La psicologia nel corso della sua esistenza ha sempre cercato il modo per diventare una scienza esatta così come l’attuale scienza della personalità. Tuttavia nel corso del suo sviluppo si è affidata a pensieri di matrice filosofica per spiegare la natura dell’uomo e il modo in cui quest’ultimo agisce nel mondo, come sperimenta le situazione e come attribuisce significati alla vita che andranno ad intaccare la sua personalità. Un tema filosofico di notevole interesse della filosofia è l’esistenzialismo. Diversi autori hanno parlato dell’esistenza dell’uomo e ma ha trovato un suo terreno più fertile nel pensiero di Søren Kierkegaard.

Kierkegaard ha sempre ritenuto che la disperazione fosse comune a tutti gli esseri umani individuando tre tipi di disperazione:

  • essere diversi dal proprio sé autentico;
  • l’idea di non riuscire a realizzare il proprio potenziale;
  • domandarsi se si è realmente un sé duraturo capace di sviluppare una vita ricca di significato e di futuro.

Nel campo psicologico fra gli autori di spicco troviamo Viktor Frankl. Egli sosteneva che il voler trovare un significato alla propria esistenza è esclusivo degli uomini: la frustrazione e la nervosi derivano da un insoddisfazione personale che non hanno niente a che vedere con gli istinti. Al contrario è una fuga dalla libertà e dalla responsabilità attribuendo al destino la colpa della propria condizione.

GESTIONE DEL TERRORE

Per molti anni la filosofia esistenzialista ha avuto un impatto molto ridotto sulla psicologia, perché credevano che le persone non potevano essere comprese sulla base delle scienza causali come quelle indagate dalle scienze fisiche. Gli psicologi impegnati nella ricerca rifiutavano però la prospettiva degli esistenzialisti dando vita ad una psicologia sperimentale esistenzialista.

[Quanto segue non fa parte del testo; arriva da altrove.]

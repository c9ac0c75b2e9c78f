//! Iterative release of chained deferreds.
//!
//! A pending deferred owns its continuations, and each continuation owns the
//! child it settles. Dropping the head of a long chain would otherwise drop
//! every link from inside the previous link's destructor, one stack frame
//! per link. Values wrapped in [`DropLater`] are instead handed to a
//! thread-local list that the outermost release drains in a loop.

use std::any::Any;
use std::cell::{Cell, RefCell};
use std::mem::ManuallyDrop;
use std::ops::Deref;

thread_local! {
    /// Set while this thread is draining released values.
    static DRAINING: Cell<bool> = const { Cell::new(false) };

    /// Values released while draining, dropped by the outermost `release`.
    static RELEASED: RefCell<Vec<Box<dyn Any>>> = const { RefCell::new(Vec::new()) };
}

/// Wrapper whose contents are dropped through [`release`] instead of in
/// place.
pub(crate) struct DropLater<X: 'static>(ManuallyDrop<X>);

impl<X: 'static> DropLater<X> {
    pub(crate) fn new(value: X) -> Self {
        Self(ManuallyDrop::new(value))
    }
}

impl<X: 'static> Deref for DropLater<X> {
    type Target = X;

    fn deref(&self) -> &X {
        &self.0
    }
}

impl<X: 'static> Drop for DropLater<X> {
    fn drop(&mut self) {
        // Safety: the value is taken exactly once, here, and `self.0` is
        // never accessed again.
        let value = unsafe { ManuallyDrop::take(&mut self.0) };
        release(Box::new(value));
    }
}

/// Resets `DRAINING` when the outermost release ends, even on unwind.
struct DrainGuard;

impl Drop for DrainGuard {
    fn drop(&mut self) {
        let _ = DRAINING.try_with(|draining| draining.set(false));
    }
}

/// Drops `value`, deferring any nested release to a loop at the outermost
/// call.
///
/// If the thread-local storage is already torn down, the value is dropped in
/// place.
pub(crate) fn release(value: Box<dyn Any>) {
    let Ok(nested) = DRAINING.try_with(|draining| draining.replace(true)) else {
        drop(value);
        return;
    };

    if nested {
        let _ = RELEASED.try_with(move |released| released.borrow_mut().push(value));
        return;
    }

    let _guard = DrainGuard;
    drop(value);

    while let Some(next) = RELEASED
        .try_with(|released| released.borrow_mut().pop())
        .ok()
        .flatten()
    {
        drop(next);
    }
}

Si tratta di un tentativo di combinare due idee: da una parte i ricercatori vogliono comprendere le tematiche sollevate dagli esistenzialisti, questioni che riguardano il significato della vita, la paura della morte, la natura dell’esistenza e la responsabilità personale. D’altra parte, essi hanno fede nel metodo sperimentale e credono che la ricerca sperimentale possa dare un senso ai temi affrontati in precedenza dalla filosofia esistenzialista.

Un esempio particolarmente interessante della ricerca sperimentale esistenzialista è il lavoro sulla consapevolezza della morte negli individui. Gli esistenzialisti ritengono che l’idea della morte sia una caratteristica centrale dell’esperienza umana. Gli psicologi sono andati oltre le prime analisi filosofiche prendendo questa idea generale consapevolezza/paura della morte convertendola in specifiche ipotesi sperimentabili. Un passo significativo a questo riguardo è la teoria della gestione del terrore di Solomon. Esamina le conseguenze della combinazione di due fattori: il desiderio di vivere delle persone e la consapevolezza dell’inevitabilità della morte. La teoria della gestione del terrore sostiene che la consapevolezza della morte espone le persone a un’angoscia devastante.

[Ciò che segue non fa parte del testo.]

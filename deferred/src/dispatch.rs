//! Continuation dispatch policies.
//!
//! By default a [`Deferred`](crate::Deferred) fires its continuations inline,
//! on the stack of whoever settles it or registers on it. Routing them through
//! a [`TurnQueue`] instead defers every invocation to a later turn, run by an
//! external driver.

use std::collections::VecDeque;
use std::fmt;
use std::sync::{Arc, Mutex, PoisonError};

/// A continuation invocation ready to run.
pub(crate) type Job = Box<dyn FnOnce() + Send>;

/// How a deferred runs its continuations.
#[derive(Clone, Debug, Default)]
pub enum Dispatch {
    /// Run continuations synchronously, inside the settlement or
    /// registration call that triggered them.
    ///
    /// Settling a chain of pending links recurses once per link, since each
    /// continuation settles its child before returning. Chains thousands of
    /// links deep can exhaust the thread's stack this way; use `Queued` for
    /// such pipelines.
    #[default]
    Inline,

    /// Push continuation invocations onto a turn queue. Nothing runs until
    /// the queue is flushed.
    Queued(TurnQueue),
}

/// FIFO queue of pending continuation invocations.
///
/// `TurnQueue` is a cheap handle; clones share the same queue. Any number of
/// deferreds may dispatch onto one queue, and their jobs run in the order
/// they were pushed.
///
/// # Examples
///
/// ```rust
/// use deferred::{Deferred, Dispatch, TurnQueue};
///
/// let queue = TurnQueue::new();
/// let d = Deferred::<u32, String>::builder()
///     .dispatch(Dispatch::Queued(queue.clone()))
///     .build(|resolve, _| {
///         resolve.resolve(1);
///         Ok(())
///     });
///
/// let child = d.and_then(|v| Ok(v + 1));
/// assert!(child.is_pending());
///
/// queue.run_until_idle();
/// assert_eq!(child.outcome(), Some(Ok(2)));
/// ```
#[derive(Clone, Default)]
pub struct TurnQueue {
    jobs: Arc<Mutex<VecDeque<Job>>>,
}

impl TurnQueue {
    /// Creates an empty queue.
    pub fn new() -> Self {
        Self::default()
    }

    /// Number of jobs waiting to run.
    pub fn len(&self) -> usize {
        self.lock().len()
    }

    /// Returns `true` if no job is waiting.
    pub fn is_empty(&self) -> bool {
        self.lock().is_empty()
    }

    /// Runs the oldest queued job, if any.
    ///
    /// The queue lock is released before the job runs, so a job may push
    /// further jobs. Returns `false` when the queue was empty.
    pub fn run_next(&self) -> bool {
        let job = self.lock().pop_front();

        match job {
            Some(job) => {
                job();
                true
            }
            None => false,
        }
    }

    /// Runs jobs until the queue is empty, including jobs pushed by the jobs
    /// themselves. Returns how many ran.
    pub fn run_until_idle(&self) -> usize {
        let mut ran = 0;

        while self.run_next() {
            ran += 1;
        }

        tracing::trace!(ran, "turn queue idle");
        ran
    }

    /// Appends `job` to the back of the queue.
    pub(crate) fn push(&self, job: Job) {
        let mut jobs = self.lock();
        jobs.push_back(job);

        tracing::trace!(queued = jobs.len(), "continuation queued");
    }

    fn lock(&self) -> std::sync::MutexGuard<'_, VecDeque<Job>> {
        self.jobs.lock().unwrap_or_else(PoisonError::into_inner)
    }
}

impl fmt::Debug for TurnQueue {
    fn fmt(&self, f: &mut fmt::Formatter<'_>) -> fmt::Result {
        f.debug_struct("TurnQueue")
            .field("len", &self.len())
            .finish()
    }
}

Come riescono le persone a gestire il terrore? Come possiamo cogliere il senso della vita quando riconosciamo l’inevitabilità della morte, consapevoli del fatto che potrebbe verificarsi in ogni momento? I teorici suggeriscono che la risposta, in parte, è da ricercarsi nelle istituzioni sociali e culturali. Tali istituzioni svolgono una funzione psicologica e proteggono dal terrore. Le istituzioni culturali forniscono un supporto e un significato alla vita anche quando una persona è ben consapevole del proprio destino. In che modo? La risposta dipende dal luogo in cui si vive; differenti culture forniscono diversi sistemi di credenze: la religione sostiene l’esistenza di una vita ultraterrena: il credere in ciò attenua il terrore della morte.

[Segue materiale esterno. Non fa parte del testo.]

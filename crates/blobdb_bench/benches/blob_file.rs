//! Blob file benchmarks.

use blobdb_bench::generate_records;
use blobdb_core::{
    BlobFile, BlobFileOptions, BlobRecord, FileNumber, RandomAccessReader, SequenceNumber,
};
use blobdb_storage::{MemoryEnv, OsEnv};
use criterion::{black_box, criterion_group, criterion_main, BenchmarkId, Criterion, Throughput};
use std::sync::atomic::{AtomicU64, Ordering};
use std::sync::Arc;
use std::thread;
use tempfile::TempDir;

/// Benchmark appending records to an open blob file.
fn bench_append(c: &mut Criterion) {
    let mut group = c.benchmark_group("blob_append");

    for size in [256, 4096, 65536].iter() {
        group.throughput(Throughput::Bytes(*size as u64));
        group.bench_with_input(BenchmarkId::from_parameter(size), size, |b, &size| {
            let control = BlobFile::create(
                FileNumber::new(1),
                "bench",
                Arc::new(MemoryEnv::new()),
                BlobFileOptions::default(),
            )
            .unwrap();
            let record = generate_records(1, size, false).remove(0);

            b.iter(|| {
                let offset = control.append(black_box(&record)).unwrap();
                black_box(offset);
            });
        });
    }

    group.finish();
}

/// Benchmark bookkeeping alone, without touching storage.
fn bench_record_append(c: &mut Criterion) {
    let mut group = c.benchmark_group("record_append");

    group.bench_function("ttl", |b| {
        let control = BlobFile::create(
            FileNumber::new(1),
            "bench",
            Arc::new(MemoryEnv::new()),
            BlobFileOptions::new().has_ttl(true),
        )
        .unwrap();
        let mut seq = 0u64;

        b.iter(|| {
            seq += 1;
            control
                .record_append(black_box(128), SequenceNumber::new(seq), Some(seq ^ 0x55))
                .unwrap();
        });
    });

    group.finish();
}

/// Benchmark filling and finalizing a file on disk.
fn bench_fill_and_finalize(c: &mut Criterion) {
    let mut group = c.benchmark_group("fill_and_finalize");
    group.sample_size(20);

    let records = generate_records(1000, 1024, true);
    group.bench_function("file_1000x1kb", |b| {
        let temp_dir = TempDir::new().unwrap();
        let env = Arc::new(OsEnv::new());
        let next = AtomicU64::new(1);

        b.iter(|| {
            let number = FileNumber::new(next.fetch_add(1, Ordering::Relaxed));
            let control = BlobFile::create(
                number,
                temp_dir.path(),
                env.clone(),
                BlobFileOptions::new().has_ttl(true),
            )
            .unwrap();
            for record in &records {
                control.append(record).unwrap();
            }
            control.finalize().unwrap();
            black_box(control.file_size());
        });
    });

    group.finish();
}

fn filled_file(count: usize, size: usize) -> (Arc<BlobFile>, Vec<u64>) {
    let control = BlobFile::create(
        FileNumber::new(1),
        "bench",
        Arc::new(MemoryEnv::new()),
        BlobFileOptions::default(),
    )
    .unwrap();
    let offsets = generate_records(count, size, false)
        .iter()
        .map(|record| control.append(record).unwrap())
        .collect();
    control.finalize().unwrap();
    (control.shared(), offsets)
}

/// Benchmark point lookups through the cached reader.
fn bench_point_lookup(c: &mut Criterion) {
    let mut group = c.benchmark_group("point_lookup");

    let (file, offsets) = filled_file(1000, 256);
    group.bench_function("cached_reader_1000_records", |b| {
        let mut idx = 0;
        b.iter(|| {
            let (reader, _) = file.get_or_open_reader().unwrap();
            let record = read(&reader, offsets[(idx * 7) % offsets.len()]);
            idx += 1;
            black_box(record);
        });
    });

    group.bench_function("state_checks", |b| {
        b.iter(|| {
            black_box(file.visible_to_snapshot(black_box(SequenceNumber::new(500))));
            black_box(file.blob_count());
            black_box(file.is_obsolete());
        });
    });

    group.finish();
}

fn read(reader: &RandomAccessReader, offset: u64) -> BlobRecord {
    reader.read_record(offset).unwrap()
}

/// Benchmark reader lookups from several threads at once.
fn bench_concurrent_lookup(c: &mut Criterion) {
    let mut group = c.benchmark_group("concurrent_lookup");
    group.sample_size(20);

    let (file, offsets) = filled_file(1000, 256);
    let offsets = Arc::new(offsets);
    for threads in [2, 4, 8].iter() {
        group.bench_with_input(BenchmarkId::from_parameter(threads), threads, |b, &threads| {
            b.iter(|| {
                let handles: Vec<_> = (0..threads)
                    .map(|t| {
                        let file = Arc::clone(&file);
                        let offsets = Arc::clone(&offsets);
                        thread::spawn(move || {
                            for i in 0..100 {
                                let (reader, _) = file.get_or_open_reader().unwrap();
                                black_box(read(&reader, offsets[(t * 31 + i) % offsets.len()]));
                            }
                        })
                    })
                    .collect();
                for handle in handles {
                    handle.join().unwrap();
                }
            });
        });
    }

    group.finish();
}

/// Benchmark a sequential scan, as GC does.
fn bench_sequential_scan(c: &mut Criterion) {
    let mut group = c.benchmark_group("sequential_scan");
    group.sample_size(20);

    let (file, offsets) = filled_file(5000, 512);
    group.throughput(Throughput::Elements(offsets.len() as u64));
    group.bench_function("5000x512", |b| {
        b.iter(|| {
            let count = file
                .open_sequential_reader()
                .unwrap()
                .map(|r| r.unwrap())
                .count();
            black_box(count);
        });
    });

    group.finish();
}

criterion_group!(
    benches,
    bench_append,
    bench_record_append,
    bench_fill_and_finalize,
    bench_point_lookup,
    bench_concurrent_lookup,
    bench_sequential_scan,
);

criterion_main!(benches);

Anche provando terrore all’idea della morte del corpo la persona può trovare conforto nella convinzione di una vita infinita dell’anima. Altre culture enfatizzano l’appartenenza dell’individuo a una larga cerchia di persone: la famiglia e la comunità. Anche morendo come individui troviamo un significato nel nostro continuare a vivere nella prole. Queste pratiche sociali rappresentano risorse in grado di aiutare le persone ad esorcizzare le paure. A questo punto è evidente che quando condividiamo un destino comune con le persone che ci sono accanto è più facile ridurre l’effetto ansiogeno della paura stessa: ci aggrappiamo a qualsiasi cosa, troviamo qualsiasi alternativa pur di non essere sopraffatti dalla paura.